* _EXERCISE MATERIAL_

========

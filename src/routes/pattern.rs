//! Route path patterns
//!
//! A pattern is a `/`-separated list of segments. Each segment is either
//! static text or a parameter written `:name`, optionally constrained by a
//! regular expression written in parentheses: `:id(\d+)`.
//!
//! Matching rules:
//! - static segments compare ASCII case-insensitively
//! - a parameter never matches an empty segment
//! - parameter values are percent-decoded before the constraint is checked

use regex::Regex;
use std::collections::HashMap;

use super::error::{RouteError, RouteResult};

/// One segment of a parsed pattern
#[derive(Debug, Clone)]
pub enum Segment {
    /// Literal text
    Static(String),
    /// Named parameter with an optional value constraint
    Param {
        name: String,
        constraint: Option<Constraint>,
    },
}

/// Regular expression a parameter value must match in full
#[derive(Debug, Clone)]
pub struct Constraint {
    source: String,
    regex: Regex,
    /// Same expression, case-insensitive; static segments match in any case
    folded: Regex,
}

impl Constraint {
    fn new(source: &str) -> Result<Self, regex::Error> {
        let regex = Regex::new(&format!("^(?:{})$", source))?;
        let folded = Regex::new(&format!("(?i)^(?:{})$", source))?;
        Ok(Self {
            source: source.to_string(),
            regex,
            folded,
        })
    }

    /// Check a decoded value against the constraint
    pub fn is_match(&self, value: &str) -> bool {
        self.regex.is_match(value)
    }

    /// Whether some case variant of `text` satisfies the constraint
    pub fn accepts_any_case(&self, text: &str) -> bool {
        self.folded.is_match(text)
    }

    /// The constraint as written in the pattern
    pub fn as_str(&self) -> &str {
        &self.source
    }
}

/// A parsed route path pattern
#[derive(Debug, Clone)]
pub struct PathPattern {
    raw: String,
    segments: Vec<Segment>,
}

impl PathPattern {
    /// Parse a pattern such as `/service/:id(\d+)`
    pub fn parse(raw: &str) -> RouteResult<Self> {
        let invalid = |reason: &str| RouteError::InvalidPattern {
            pattern: raw.to_string(),
            reason: reason.to_string(),
        };

        if !raw.starts_with('/') {
            return Err(invalid("pattern must start with '/'"));
        }

        let mut segments = Vec::new();
        let mut seen_params: Vec<&str> = Vec::new();

        for part in split_path(raw) {
            if part.is_empty() {
                return Err(invalid("empty segment"));
            }

            let segment = classify_segment(part).map_err(|reason| invalid(&reason))?;
            if let Segment::Param { name, .. } = &segment {
                if seen_params.contains(&name.as_str()) {
                    return Err(invalid(&format!("parameter :{} declared twice", name)));
                }
                seen_params.push(part_name(part));
            }
            segments.push(segment);
        }

        Ok(Self {
            raw: raw.to_string(),
            segments,
        })
    }

    /// The pattern as written
    pub fn as_str(&self) -> &str {
        &self.raw
    }

    /// Parsed segments in order
    pub fn segments(&self) -> &[Segment] {
        &self.segments
    }

    /// True when the pattern has no parameters
    pub fn is_static(&self) -> bool {
        self.segments
            .iter()
            .all(|s| matches!(s, Segment::Static(_)))
    }

    /// Names of all parameters in declaration order
    pub fn param_names(&self) -> Vec<&str> {
        self.segments
            .iter()
            .filter_map(|s| match s {
                Segment::Param { name, .. } => Some(name.as_str()),
                Segment::Static(_) => None,
            })
            .collect()
    }

    /// Match already-split path segments, returning decoded parameters
    pub fn matches(&self, parts: &[&str]) -> Option<HashMap<String, String>> {
        if parts.len() != self.segments.len() {
            return None;
        }

        let mut params = HashMap::new();
        for (segment, part) in self.segments.iter().zip(parts) {
            match segment {
                Segment::Static(text) => {
                    if !text.eq_ignore_ascii_case(part) {
                        return None;
                    }
                }
                Segment::Param { name, constraint } => {
                    if part.is_empty() {
                        return None;
                    }
                    let value = urlencoding::decode(part).ok()?.into_owned();
                    if let Some(c) = constraint {
                        if !c.is_match(&value) {
                            return None;
                        }
                    }
                    params.insert(name.clone(), value);
                }
            }
        }

        Some(params)
    }

    /// Build a concrete path from parameter values
    pub fn build(&self, params: &HashMap<String, String>) -> RouteResult<String> {
        if self.segments.is_empty() {
            return Ok("/".to_string());
        }

        let mut path = String::new();
        for segment in &self.segments {
            path.push('/');
            match segment {
                Segment::Static(text) => path.push_str(text),
                Segment::Param { name, constraint } => {
                    let value = params
                        .get(name)
                        .filter(|v| !v.is_empty())
                        .ok_or_else(|| RouteError::MissingParam {
                            pattern: self.raw.clone(),
                            param: name.clone(),
                        })?;
                    if let Some(c) = constraint {
                        if !c.is_match(value) {
                            return Err(RouteError::InvalidParam {
                                param: name.clone(),
                                value: value.clone(),
                                constraint: c.as_str().to_string(),
                            });
                        }
                    }
                    path.push_str(&urlencoding::encode(value));
                }
            }
        }

        Ok(path)
    }

    /// Whether some concrete path could be matched by both patterns
    ///
    /// Parameters are assumed to overlap each other; a constrained parameter
    /// overlaps a static segment only if the constraint accepts that text in
    /// some letter case.
    pub fn overlaps(&self, other: &PathPattern) -> bool {
        if self.segments.len() != other.segments.len() {
            return false;
        }

        self.segments
            .iter()
            .zip(&other.segments)
            .all(|pair| match pair {
                (Segment::Static(a), Segment::Static(b)) => a.eq_ignore_ascii_case(b),
                (Segment::Static(text), Segment::Param { constraint, .. })
                | (Segment::Param { constraint, .. }, Segment::Static(text)) => constraint
                    .as_ref()
                    .map_or(true, |c| c.accepts_any_case(text)),
                (Segment::Param { .. }, Segment::Param { .. }) => true,
            })
    }
}

fn part_name(part: &str) -> &str {
    let name = part.trim_start_matches(':');
    name.split('(').next().unwrap_or(name)
}

fn classify_segment(part: &str) -> Result<Segment, String> {
    let Some(rest) = part.strip_prefix(':') else {
        if part.contains('(') || part.contains(')') {
            return Err(format!("unexpected parenthesis in static segment {:?}", part));
        }
        return Ok(Segment::Static(part.to_string()));
    };

    let (name, constraint) = match rest.split_once('(') {
        Some((name, tail)) => {
            let source = tail
                .strip_suffix(')')
                .ok_or_else(|| format!("unclosed constraint in {:?}", part))?;
            if source.is_empty() {
                return Err(format!("empty constraint in {:?}", part));
            }
            let constraint = Constraint::new(source).map_err(|e| e.to_string())?;
            (name, Some(constraint))
        }
        None => (rest, None),
    };

    if name.is_empty() || !name.chars().all(|c| c.is_ascii_alphanumeric() || c == '_') {
        return Err(format!("invalid parameter name in {:?}", part));
    }

    Ok(Segment::Param {
        name: name.to_string(),
        constraint,
    })
}

/// Split a path (without query or fragment) into segments
///
/// The leading slash and a single trailing slash are ignored, so `/` yields
/// no segments and `/map/` yields `["map"]`.
pub(crate) fn split_path(path: &str) -> Vec<&str> {
    let trimmed = path.strip_prefix('/').unwrap_or(path);
    let trimmed = trimmed.strip_suffix('/').unwrap_or(trimmed);
    if trimmed.is_empty() {
        return Vec::new();
    }
    trimmed.split('/').collect()
}

#[cfg(test)]
mod tests {
    use super::*;

    fn params(pairs: &[(&str, &str)]) -> HashMap<String, String> {
        pairs
            .iter()
            .map(|(k, v)| (k.to_string(), v.to_string()))
            .collect()
    }

    #[test]
    fn test_parse_static() {
        let p = PathPattern::parse("/service/build_from_cache").unwrap();
        assert!(p.is_static());
        assert_eq!(p.segments().len(), 2);

        let root = PathPattern::parse("/").unwrap();
        assert!(root.segments().is_empty());
    }

    #[test]
    fn test_parse_params() {
        let p = PathPattern::parse(r"/robots/:id(\d+)/logs/:kind").unwrap();
        assert!(!p.is_static());
        assert_eq!(p.param_names(), vec!["id", "kind"]);
    }

    #[test]
    fn test_parse_rejects_bad_patterns() {
        assert!(PathPattern::parse("map").is_err());
        assert!(PathPattern::parse("/a//b").is_err());
        assert!(PathPattern::parse("/:").is_err());
        assert!(PathPattern::parse("/:id(").is_err());
        assert!(PathPattern::parse("/:id()").is_err());
        assert!(PathPattern::parse("/:id/:id").is_err());
        assert!(PathPattern::parse("/:id([)").is_err());
    }

    #[test]
    fn test_match_static_case_insensitive() {
        let p = PathPattern::parse("/task-query").unwrap();
        assert!(p.matches(&["task-query"]).is_some());
        assert!(p.matches(&["Task-Query"]).is_some());
        assert!(p.matches(&["task-query", "x"]).is_none());
        assert!(p.matches(&[]).is_none());
    }

    #[test]
    fn test_match_params_decoded_and_constrained() {
        let p = PathPattern::parse(r"/robots/:id(\d+)").unwrap();
        let m = p.matches(&["robots", "42"]).unwrap();
        assert_eq!(m.get("id").map(String::as_str), Some("42"));
        assert!(p.matches(&["robots", "abc"]).is_none());
        assert!(p.matches(&["robots", ""]).is_none());

        let p = PathPattern::parse("/maps/:name").unwrap();
        let m = p.matches(&["maps", "floor%201"]).unwrap();
        assert_eq!(m.get("name").map(String::as_str), Some("floor 1"));
    }

    #[test]
    fn test_build() {
        let p = PathPattern::parse("/maps/:name").unwrap();
        assert_eq!(
            p.build(&params(&[("name", "floor 1")])).unwrap(),
            "/maps/floor%201"
        );
        assert!(matches!(
            p.build(&HashMap::new()),
            Err(RouteError::MissingParam { .. })
        ));

        let p = PathPattern::parse(r"/robots/:id(\d+)").unwrap();
        assert!(matches!(
            p.build(&params(&[("id", "x")])),
            Err(RouteError::InvalidParam { .. })
        ));

        let root = PathPattern::parse("/").unwrap();
        assert_eq!(root.build(&HashMap::new()).unwrap(), "/");
    }

    #[test]
    fn test_overlaps() {
        let a = PathPattern::parse("/service/:page").unwrap();
        let b = PathPattern::parse("/service/build_from_raw").unwrap();
        assert!(a.overlaps(&b));
        assert!(b.overlaps(&a));

        let c = PathPattern::parse(r"/service/:id(\d+)").unwrap();
        assert!(!c.overlaps(&b));

        let d = PathPattern::parse("/service").unwrap();
        assert!(!d.overlaps(&b));

        let g = PathPattern::parse("/:x(MAP)").unwrap();
        assert!(g.overlaps(&PathPattern::parse("/map").unwrap()));

        let e = PathPattern::parse("/MAP").unwrap();
        let f = PathPattern::parse("/map").unwrap();
        assert!(e.overlaps(&f));
    }

    #[test]
    fn test_split_path() {
        assert!(split_path("/").is_empty());
        assert!(split_path("").is_empty());
        assert_eq!(split_path("/map/"), vec!["map"]);
        assert_eq!(split_path("/a/b"), vec!["a", "b"]);
        assert_eq!(split_path("/a//b"), vec!["a", "", "b"]);
    }
}
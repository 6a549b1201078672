//! Route Table
//!
//! Translates browser paths into exactly one named route and the page unit
//! bound to it, without a server round-trip.
//!
//! ## Routes
//!
//! | path | name |
//! |---|---|
//! | `/` | `home` |
//! | `/service` | `service` |
//! | `/service/build_from_cache` | `build_from_cache` |
//! | `/service/build_from_raw` | `build_from_raw` |
//! | `/map` | `map` |
//! | `/task-query` | `task-query` |
//! | `/rcs-web-login` | `rcs-web-login` |
//! | `/exception-records` | `exception-records` |
//!
//! Other code should navigate by name, never by literal path.
//!
//! ## Example
//!
//! ```rust
//! use agv_monitor_web::routes::{Resolution, RouteTable};
//!
//! let table = RouteTable::canonical().unwrap();
//! assert_eq!(table.resolve("/map").route_name(), Some("map"));
//! assert!(matches!(table.resolve("/missing"), Resolution::NotFound { .. }));
//! ```

mod error;
mod pattern;
mod table;

pub use error::{RouteError, RouteResult};
pub use pattern::{Constraint, PathPattern, Segment};
pub use table::{
    Resolution, RouteEntry, RouteMatch, RouteTable, FALLBACK_PAGE, ROUTE_TABLE_VERSION,
};
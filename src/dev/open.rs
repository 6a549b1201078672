//! Launch the system browser

use std::process::{Command, Stdio};

/// Open `url` with the platform's default handler
pub fn open_browser(url: &str) -> std::io::Result<()> {
    let mut command = opener(url);
    command
        .stdin(Stdio::null())
        .stdout(Stdio::null())
        .stderr(Stdio::null())
        .spawn()
        .map(|_| ())
}

#[cfg(target_os = "macos")]
fn opener(url: &str) -> Command {
    let mut command = Command::new("open");
    command.arg(url);
    command
}

#[cfg(windows)]
fn opener(url: &str) -> Command {
    let mut command = Command::new("cmd");
    command.args(["/C", "start", "", url]);
    command
}

#[cfg(all(unix, not(target_os = "macos")))]
fn opener(url: &str) -> Command {
    let mut command = Command::new("xdg-open");
    command.arg(url);
    command
}
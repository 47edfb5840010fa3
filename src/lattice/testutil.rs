//! Shared fixtures for lattice tests.

use std::collections::{HashMap, HashSet};

use crate::mention::Mention;
use crate::model::{EmbeddingModel, ModelError};

/// Embedding model backed by an explicit pair-similarity table.
///
/// Vocabulary membership is enforced like a real model; pairs never set
/// score 0.0.
pub(crate) struct SimilarityTable {
    labels: Vec<String>,
    vocabulary: HashSet<String>,
    scores: HashMap<(String, String), f32>,
}

impl SimilarityTable {
    pub fn new(labels: &[&str]) -> Self {
        Self {
            labels: labels.iter().map(|s| s.to_string()).collect(),
            vocabulary: labels.iter().map(|s| s.to_string()).collect(),
            scores: HashMap::new(),
        }
    }

    /// Set a symmetric pair score.
    pub fn set(&mut self, a: &str, b: &str, score: f32) {
        self.scores.insert((a.to_string(), b.to_string()), score);
        self.scores.insert((b.to_string(), a.to_string()), score);
    }
}

impl EmbeddingModel for SimilarityTable {
    fn contains(&self, label: &str) -> bool {
        self.vocabulary.contains(label)
    }

    fn similarity(&self, a: &str, b: &str) -> Result<f32, ModelError> {
        if !self.vocabulary.contains(a) {
            return Err(ModelError::MissingLabel(a.to_string()));
        }
        if !self.vocabulary.contains(b) {
            return Err(ModelError::MissingLabel(b.to_string()));
        }
        Ok(self
            .scores
            .get(&(a.to_string(), b.to_string()))
            .copied()
            .unwrap_or(0.0))
    }

    fn vocabulary(&self) -> Vec<&str> {
        self.labels.iter().map(|s| s.as_str()).collect()
    }
}

/// Mentions from `(surface, candidates)` pairs.
pub(crate) fn mentions(entries: &[(&str, &[&str])]) -> Vec<Mention> {
    entries
        .iter()
        .map(|(surface, candidates)| {
            Mention::new(
                *surface,
                candidates.iter().map(|c| c.to_string()).collect(),
            )
        })
        .collect()
}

========

* _BRIEF_
The answer should hold only the lines from the start of the records above through the line containing "an empty segment", each set down exactly.

* _REPLY_
filename src/routes/pattern.rs
//! Route path patterns
//!
//! A pattern is a `/`-separated list of segments. Each segment is either
//! static text or a parameter written `:name`, optionally constrained by a
//! regular expression written in parentheses: `:id(\d+)`.
//!
//! Matching rules:
//! - static segments compare ASCII case-insensitively
//! - a parameter never matches an empty segment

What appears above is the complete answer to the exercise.